== EXERCISE REQUIREMENTS ==
State the count of lines below featuring the word "twist", and write nothing further.

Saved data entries

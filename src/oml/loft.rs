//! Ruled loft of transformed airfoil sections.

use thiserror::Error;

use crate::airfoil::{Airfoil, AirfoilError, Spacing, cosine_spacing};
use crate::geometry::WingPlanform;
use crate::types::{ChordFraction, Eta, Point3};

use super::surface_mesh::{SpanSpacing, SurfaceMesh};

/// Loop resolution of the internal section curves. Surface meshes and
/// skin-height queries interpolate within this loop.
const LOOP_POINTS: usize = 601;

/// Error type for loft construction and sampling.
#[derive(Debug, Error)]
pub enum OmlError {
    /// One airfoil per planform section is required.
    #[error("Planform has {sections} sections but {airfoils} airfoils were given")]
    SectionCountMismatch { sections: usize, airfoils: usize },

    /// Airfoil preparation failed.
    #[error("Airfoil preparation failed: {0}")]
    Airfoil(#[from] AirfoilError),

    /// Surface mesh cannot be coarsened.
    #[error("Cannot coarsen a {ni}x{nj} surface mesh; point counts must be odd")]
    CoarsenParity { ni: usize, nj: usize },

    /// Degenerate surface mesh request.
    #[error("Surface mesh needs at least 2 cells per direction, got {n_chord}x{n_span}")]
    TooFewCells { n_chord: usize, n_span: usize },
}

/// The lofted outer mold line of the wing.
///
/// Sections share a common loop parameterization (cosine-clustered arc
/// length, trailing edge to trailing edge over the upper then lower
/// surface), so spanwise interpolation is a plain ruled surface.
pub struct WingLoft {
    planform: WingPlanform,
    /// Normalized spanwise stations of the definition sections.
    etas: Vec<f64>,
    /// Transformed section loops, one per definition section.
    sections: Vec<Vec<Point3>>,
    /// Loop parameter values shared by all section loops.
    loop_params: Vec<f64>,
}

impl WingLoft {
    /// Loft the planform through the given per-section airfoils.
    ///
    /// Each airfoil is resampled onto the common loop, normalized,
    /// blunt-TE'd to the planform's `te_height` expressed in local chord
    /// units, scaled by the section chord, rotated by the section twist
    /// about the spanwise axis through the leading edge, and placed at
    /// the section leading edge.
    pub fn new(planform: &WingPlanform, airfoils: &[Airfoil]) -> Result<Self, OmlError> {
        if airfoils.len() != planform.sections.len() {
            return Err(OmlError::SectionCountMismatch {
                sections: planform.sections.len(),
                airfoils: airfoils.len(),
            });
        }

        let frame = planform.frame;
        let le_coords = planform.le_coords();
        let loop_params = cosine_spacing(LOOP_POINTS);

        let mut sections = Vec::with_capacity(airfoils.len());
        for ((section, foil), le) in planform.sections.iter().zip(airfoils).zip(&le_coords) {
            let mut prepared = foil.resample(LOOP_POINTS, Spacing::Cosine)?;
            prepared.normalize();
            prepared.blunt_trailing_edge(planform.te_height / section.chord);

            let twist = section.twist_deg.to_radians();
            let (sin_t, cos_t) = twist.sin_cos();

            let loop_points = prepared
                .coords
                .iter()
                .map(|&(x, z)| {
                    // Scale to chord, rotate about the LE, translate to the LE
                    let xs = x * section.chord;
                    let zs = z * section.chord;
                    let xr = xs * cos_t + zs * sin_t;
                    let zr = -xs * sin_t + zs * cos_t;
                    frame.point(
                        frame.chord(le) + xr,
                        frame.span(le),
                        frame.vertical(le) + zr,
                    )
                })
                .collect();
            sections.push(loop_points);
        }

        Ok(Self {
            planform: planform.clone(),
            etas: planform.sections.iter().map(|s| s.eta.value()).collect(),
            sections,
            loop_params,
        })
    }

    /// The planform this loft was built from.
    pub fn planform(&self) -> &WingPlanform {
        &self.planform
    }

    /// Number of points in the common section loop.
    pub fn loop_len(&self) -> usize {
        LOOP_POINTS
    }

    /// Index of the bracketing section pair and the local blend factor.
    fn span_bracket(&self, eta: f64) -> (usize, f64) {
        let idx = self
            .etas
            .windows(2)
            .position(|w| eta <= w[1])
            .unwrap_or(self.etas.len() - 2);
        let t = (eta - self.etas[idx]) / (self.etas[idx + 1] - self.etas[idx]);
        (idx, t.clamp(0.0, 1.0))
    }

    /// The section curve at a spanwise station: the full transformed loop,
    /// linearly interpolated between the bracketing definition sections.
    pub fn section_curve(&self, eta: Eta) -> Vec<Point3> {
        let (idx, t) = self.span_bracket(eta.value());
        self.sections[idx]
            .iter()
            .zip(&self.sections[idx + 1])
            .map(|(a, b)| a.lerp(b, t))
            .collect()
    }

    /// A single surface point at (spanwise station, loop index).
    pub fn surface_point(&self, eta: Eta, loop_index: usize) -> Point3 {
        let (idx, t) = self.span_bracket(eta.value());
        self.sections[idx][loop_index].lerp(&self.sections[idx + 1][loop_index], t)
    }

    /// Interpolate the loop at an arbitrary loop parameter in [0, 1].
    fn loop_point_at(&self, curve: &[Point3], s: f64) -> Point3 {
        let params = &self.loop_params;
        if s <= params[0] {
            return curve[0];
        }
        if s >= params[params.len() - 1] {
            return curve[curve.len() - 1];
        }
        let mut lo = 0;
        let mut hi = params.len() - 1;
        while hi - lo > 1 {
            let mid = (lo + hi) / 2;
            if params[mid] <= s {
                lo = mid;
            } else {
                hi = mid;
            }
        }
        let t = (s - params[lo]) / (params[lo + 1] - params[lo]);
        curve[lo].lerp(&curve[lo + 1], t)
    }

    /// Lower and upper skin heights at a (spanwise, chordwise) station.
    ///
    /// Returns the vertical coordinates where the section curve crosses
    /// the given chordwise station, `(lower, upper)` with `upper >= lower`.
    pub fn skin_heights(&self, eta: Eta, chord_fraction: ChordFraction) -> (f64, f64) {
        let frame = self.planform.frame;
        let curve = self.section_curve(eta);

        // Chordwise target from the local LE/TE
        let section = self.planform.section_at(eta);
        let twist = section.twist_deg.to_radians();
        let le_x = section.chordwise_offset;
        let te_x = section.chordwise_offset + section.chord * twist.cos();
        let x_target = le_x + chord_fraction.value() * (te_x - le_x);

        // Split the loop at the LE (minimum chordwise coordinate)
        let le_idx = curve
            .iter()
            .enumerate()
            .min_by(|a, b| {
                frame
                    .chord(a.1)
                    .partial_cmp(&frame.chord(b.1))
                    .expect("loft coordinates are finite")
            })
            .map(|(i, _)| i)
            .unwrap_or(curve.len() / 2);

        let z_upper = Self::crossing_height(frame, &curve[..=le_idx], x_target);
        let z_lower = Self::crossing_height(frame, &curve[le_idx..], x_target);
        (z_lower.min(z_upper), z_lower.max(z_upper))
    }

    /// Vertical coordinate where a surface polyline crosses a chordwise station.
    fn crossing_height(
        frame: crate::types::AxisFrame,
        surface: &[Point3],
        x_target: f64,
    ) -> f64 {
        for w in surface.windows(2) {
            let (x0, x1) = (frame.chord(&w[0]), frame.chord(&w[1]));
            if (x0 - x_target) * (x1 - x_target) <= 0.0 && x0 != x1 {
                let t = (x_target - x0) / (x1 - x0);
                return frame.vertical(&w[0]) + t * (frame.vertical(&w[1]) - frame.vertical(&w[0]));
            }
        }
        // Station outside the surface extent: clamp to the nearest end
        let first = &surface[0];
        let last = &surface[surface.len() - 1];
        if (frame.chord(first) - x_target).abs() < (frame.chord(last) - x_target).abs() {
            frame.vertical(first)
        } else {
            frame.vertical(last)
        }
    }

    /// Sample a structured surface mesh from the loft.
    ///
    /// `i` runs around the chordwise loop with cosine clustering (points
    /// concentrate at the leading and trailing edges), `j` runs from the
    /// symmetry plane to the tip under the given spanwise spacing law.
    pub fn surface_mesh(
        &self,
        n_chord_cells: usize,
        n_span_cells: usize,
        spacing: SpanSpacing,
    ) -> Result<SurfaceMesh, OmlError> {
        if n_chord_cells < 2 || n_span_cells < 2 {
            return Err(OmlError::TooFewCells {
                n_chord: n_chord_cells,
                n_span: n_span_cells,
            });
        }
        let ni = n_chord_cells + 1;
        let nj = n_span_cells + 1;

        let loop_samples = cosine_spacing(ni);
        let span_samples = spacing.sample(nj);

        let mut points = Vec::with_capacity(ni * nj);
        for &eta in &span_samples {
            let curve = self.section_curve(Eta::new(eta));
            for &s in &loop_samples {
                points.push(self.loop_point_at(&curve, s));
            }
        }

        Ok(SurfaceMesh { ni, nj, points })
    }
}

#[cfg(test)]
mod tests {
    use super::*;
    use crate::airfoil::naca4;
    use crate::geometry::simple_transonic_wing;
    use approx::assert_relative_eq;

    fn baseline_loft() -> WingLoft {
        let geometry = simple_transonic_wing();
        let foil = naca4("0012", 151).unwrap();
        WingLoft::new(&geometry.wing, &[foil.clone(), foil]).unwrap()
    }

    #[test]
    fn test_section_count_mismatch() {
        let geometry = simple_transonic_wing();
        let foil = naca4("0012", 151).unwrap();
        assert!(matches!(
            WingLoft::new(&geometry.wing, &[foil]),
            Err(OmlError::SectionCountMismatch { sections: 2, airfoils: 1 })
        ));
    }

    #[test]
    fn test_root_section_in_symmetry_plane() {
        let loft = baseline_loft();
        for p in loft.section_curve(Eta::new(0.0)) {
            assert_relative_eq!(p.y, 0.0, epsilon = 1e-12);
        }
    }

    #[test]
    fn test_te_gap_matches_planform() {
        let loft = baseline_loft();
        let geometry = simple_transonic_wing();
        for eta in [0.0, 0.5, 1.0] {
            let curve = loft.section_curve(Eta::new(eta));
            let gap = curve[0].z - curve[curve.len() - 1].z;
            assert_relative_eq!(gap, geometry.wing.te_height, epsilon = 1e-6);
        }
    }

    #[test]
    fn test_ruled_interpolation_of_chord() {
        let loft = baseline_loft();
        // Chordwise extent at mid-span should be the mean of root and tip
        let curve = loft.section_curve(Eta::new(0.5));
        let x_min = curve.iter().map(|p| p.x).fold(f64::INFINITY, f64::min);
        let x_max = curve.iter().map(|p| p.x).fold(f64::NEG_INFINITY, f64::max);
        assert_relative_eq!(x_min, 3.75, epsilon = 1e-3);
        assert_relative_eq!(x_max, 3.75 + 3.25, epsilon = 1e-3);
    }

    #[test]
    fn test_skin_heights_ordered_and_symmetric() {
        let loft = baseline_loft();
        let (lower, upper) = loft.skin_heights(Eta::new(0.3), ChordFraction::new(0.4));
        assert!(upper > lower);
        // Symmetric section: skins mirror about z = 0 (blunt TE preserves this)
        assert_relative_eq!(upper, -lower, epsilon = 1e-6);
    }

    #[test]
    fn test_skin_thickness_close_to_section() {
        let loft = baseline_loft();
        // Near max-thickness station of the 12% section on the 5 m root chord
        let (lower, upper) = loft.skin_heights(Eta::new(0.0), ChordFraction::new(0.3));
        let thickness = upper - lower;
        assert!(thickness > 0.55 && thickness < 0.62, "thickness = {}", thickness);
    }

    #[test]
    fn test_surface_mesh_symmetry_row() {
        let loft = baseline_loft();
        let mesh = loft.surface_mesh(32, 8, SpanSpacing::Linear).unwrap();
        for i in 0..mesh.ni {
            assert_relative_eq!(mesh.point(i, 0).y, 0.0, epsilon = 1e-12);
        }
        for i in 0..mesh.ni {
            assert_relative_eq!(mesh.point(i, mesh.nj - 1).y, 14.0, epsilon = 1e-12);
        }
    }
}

== WRITTEN REPLY ==
5